9) Before appreciating the contention of the bank, it is pertinent to note that admittedly one Ms. Deepthi, Manager of the bank had acknowledged that the bank had received the amounts by way of cheques As on date outstanding vide Ex. A5 & A6 the date being 5.1.2007. As we have earlier pointed out the defence of the bank is that the complainant was liable to pay the amount together with interest till 8.1.2007 the day on which the amount was received and for the interregnum period interest would be charged and therefore till such payment was made, it cannot be assumed that the entire amount was paid. The complainant asserts that had this been the practice Ms. Deepthi, Manager could have informed the said fact or made an endorsement to that effect . Contrarily by positively mentioning As on date Outstanding would undoubtedly indicate that the entire amount was paid. Having given such an endorsement, they are estopped from contending otherwise. The bank could have filed the affidavit of Ms. Deepthi to prove that it was not towards outstanding and some amount was still due. She would be in better position to explain as to the endorsement which completely exonerates the complainant from paying any of the amounts. Equally, when the complainant asserts that when she did not receive any communication with regard to cancellation of these cards, she met Mr. Kamalesh Rangan, Associate Vice-President, Customer Services & Personal Finance along with an advocate Mr. Ramana Rao, who stated that he had waived off the amount due to wrong calculation. The bank did not choose to file the affidavit of said Mr. Kamalesh Rangan to deny the said fact. Instead it had filed the affidavit of Mr. Srikanth Racha, Legal Officer who was admittedly not present at any of these transactions. He could not deny the facts that were alleged by the complainant. He was not aware of any of these transactions. Except reiterating the facts mentioned in the correspondence and documents, he did not deny the above facts. The denial by the legal officer was in general terms, which he was unaware.

   

10) At the cost of repetition, we may state that though the bank gave an endorsement stating that the complainant had paid the outstanding amout due on the credit cards, solely on the premise that interest accrued between 8.1.5007 and 5.2.007 a paltry amount of Rs. 7,245/- and Rs.

10,000.59 were not paid, dubbed her as defaulter to CIBIL and MCNF under the guise of RBI guidelines.

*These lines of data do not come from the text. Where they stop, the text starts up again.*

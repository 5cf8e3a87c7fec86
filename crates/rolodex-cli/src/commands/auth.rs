//! Auth command implementation.

use crate::cli::AuthArgs;
use crate::config::Config;
use crate::error::Result;
use crate::output::Formatter;
use rolodex_sheets::{authorization_url, token_from_redirect};
use std::path::Path;

/// Execute the auth command.
///
/// Without `--redirect` this prints the consent URL; with it, the token in
/// the redirect URL is stored in the configuration file.
pub async fn execute_auth(
    args: AuthArgs,
    config: &mut Config,
    config_path: &Path,
    formatter: &Formatter,
) -> Result<()> {
    let Some(redirect) = args.redirect else {
        let url = authorization_url(&config.google.client_id, &config.google.redirect_uri)?;
        println!("{}", formatter.info("Open this URL and approve access:"));
        println!("{}", url);
        println!(
            "{}",
            formatter.info("Then run: rolodex auth --redirect '<the URL you were sent to>'")
        );
        return Ok(());
    };

    let token = token_from_redirect(&redirect)?;
    config.google.access_token = Some(token);
    config.save_to(config_path)?;
    println!("{}", formatter.success("Authenticated with Google"));
    Ok(())
}
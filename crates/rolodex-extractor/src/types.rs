//! Relay message types

use rolodex_domain::ProfileRecord;
use serde::{Deserialize, Serialize};

/// Inbound request, tagged by its `action` field
#[derive(Debug, Clone, PartialEq, Eq, Serialize, Deserialize)]
#[serde(tag = "action", rename_all = "camelCase")]
pub enum ExtractionRequest {
    /// Extract the profile currently shown: `{ "action": "extractProfile" }`
    ExtractProfile,
}

/// Outbound response; a request always gets exactly one
#[derive(Debug, Clone, PartialEq, Eq, Serialize, Deserialize)]
pub struct ExtractionResponse {
    /// Whether the request was understood and answered
    pub success: bool,

    /// Extracted record, on success
    #[serde(default, skip_serializing_if = "Option::is_none")]
    pub data: Option<ProfileRecord>,

    /// Failure description, otherwise
    #[serde(default, skip_serializing_if = "Option::is_none")]
    pub error: Option<String>,
}

impl ExtractionResponse {
    /// Successful response carrying `record`
    pub fn ok(record: ProfileRecord) -> Self {
        Self {
            success: true,
            data: Some(record),
            error: None,
        }
    }

    /// Failed response carrying `error`
    pub fn failed(error: impl Into<String>) -> Self {
        Self {
            success: false,
            data: None,
            error: Some(error.into()),
        }
    }
}
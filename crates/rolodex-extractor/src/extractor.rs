//! Request coordination: field extraction followed by the contact overlay

use crate::config::ExtractorConfig;
use crate::contact::ContactOverlayExtractor;
use crate::document::DocumentView;
use crate::error::ExtractorError;
use crate::fields::FieldExtractor;
use crate::types::{ExtractionRequest, ExtractionResponse};
use rolodex_domain::ProfileRecord;
use tracing::{debug, info, warn};

/// Answers relay requests against a page document
#[derive(Debug, Clone)]
pub struct Extractor {
    config: ExtractorConfig,
    fields: FieldExtractor,
    contact: ContactOverlayExtractor,
}

impl Extractor {
    /// Create a new Extractor, rejecting invalid configuration up front
    pub fn new(config: ExtractorConfig) -> Result<Self, ExtractorError> {
        config.validate().map_err(ExtractorError::Config)?;
        Ok(Self {
            fields: FieldExtractor::new(&config)?,
            contact: ContactOverlayExtractor::new(&config),
            config,
        })
    }

    /// Active configuration
    pub fn config(&self) -> &ExtractorConfig {
        &self.config
    }

    /// Extract every field, then wait for the contact overlay.
    ///
    /// Never fails: structure the page lacks stays empty and an overlay that
    /// never renders leaves `contact_info` empty.
    pub async fn extract_profile<D: DocumentView>(&self, doc: &D) -> ProfileRecord {
        let mut record = self.fields.extract(doc);
        record.contact_info = self.contact.extract(doc).await;

        info!(
            url = %record.profile_url,
            name = %record.name,
            has_contact = !record.contact_info.is_empty(),
            "Profile extracted"
        );
        record
    }

    /// Answer a parsed request
    pub async fn handle<D: DocumentView>(
        &self,
        doc: &D,
        request: ExtractionRequest,
    ) -> ExtractionResponse {
        match request {
            ExtractionRequest::ExtractProfile => {
                ExtractionResponse::ok(self.extract_profile(doc).await)
            }
        }
    }

    /// Answer a raw JSON message; malformed input still gets a response
    pub async fn handle_json<D: DocumentView>(&self, doc: &D, message: &str) -> ExtractionResponse {
        match parse_request(message) {
            Ok(request) => {
                debug!(?request, "Handling relay request");
                self.handle(doc, request).await
            }
            Err(e) => {
                warn!(error = %e, "Rejected relay message");
                ExtractionResponse::failed(e.to_string())
            }
        }
    }
}

/// Parse a relay message, naming the offending action when it is unknown
pub fn parse_request(message: &str) -> Result<ExtractionRequest, ExtractorError> {
    let value: serde_json::Value = serde_json::from_str(message)?;
    let action = value
        .get("action")
        .and_then(|a| a.as_str())
        .ok_or_else(|| ExtractorError::InvalidRequest("missing action".to_string()))?
        .to_string();
    serde_json::from_value(value)
        .map_err(|_| ExtractorError::InvalidRequest(format!("unknown action '{}'", action)))
}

The bank cancelled one of the credit cards vide Ex. A19 on the ground that it had waived off the amount due, however maintaining that the complainant had to pay the amount due under second credit card. There is no basis for them to cancel one card while keeping alive the second card. The bank reported the matter to above said agencies despite the protests by the complainant repeatedly evidenced under Ex. A21 & A22 and address the agencies to see that the mistake is rectified. It is not the case of the bank even that it gave notice to the complainant alleging that some amounts were due by her and on failure to pay by a particular date, the matter would be reported to the above said agencies. The bank addressing the letters to CIBIL and other credit rating agencies had taken a stand Further, we observe from our records that as we are not in receipt of the payment towards the outstanding against the care statements, you card account was levied with incremental charges and accordingly the data has been submitted with CIBIL. However, as of date there is no outstanding in your card account. We wish to clarify that as per guidelines, banks are required to share the date of their customers repayment behaviour with CIBIL on a monthly basis. Banks are not authorised to delete or remove a customers record completely. Hence, we express our inability to accede to your request.. The same was repeated under Ex. A22.

           

11) The bank while directing the complainant to address the CIBIL even maintained in its counter that the complainant being a defaulter and the opposite parties discharging their statutory duties it will be incumbent upon the complainant to approach the proper authority for deleting her name from the list of defaulters.

 

12) The complainant had filed the RBI guidelines as well as circulars of RBI in order to prove that the bank had acted contrary to the guidelines. The bank while admitting that their office had issued the certificate that there were no outstanding wanted to wriggle out by stating simply that it was a mistake on the part of the office. Having accepted the mistake that they are estopped from contending that the amounts due were not paid. It does not lie in the mouth of the bank to state that the officer had committed any mistake. If it was a mistake, it is for the bank to recover whatever amount due. Due to the mistake committed by the officer a customer should not be penalised. Had the bank demanded the complainant could have paid the amount. It could have informed that it was crediting it from the S.B. account. The entire conduct of the officers of the bank in regard to operating of the account, the complainant smacks suspicion.

 

13) It is not in dispute that CIBIL Indias first credit information bureau is a repository of information which contains the credit history of commercial and consumer borrowers.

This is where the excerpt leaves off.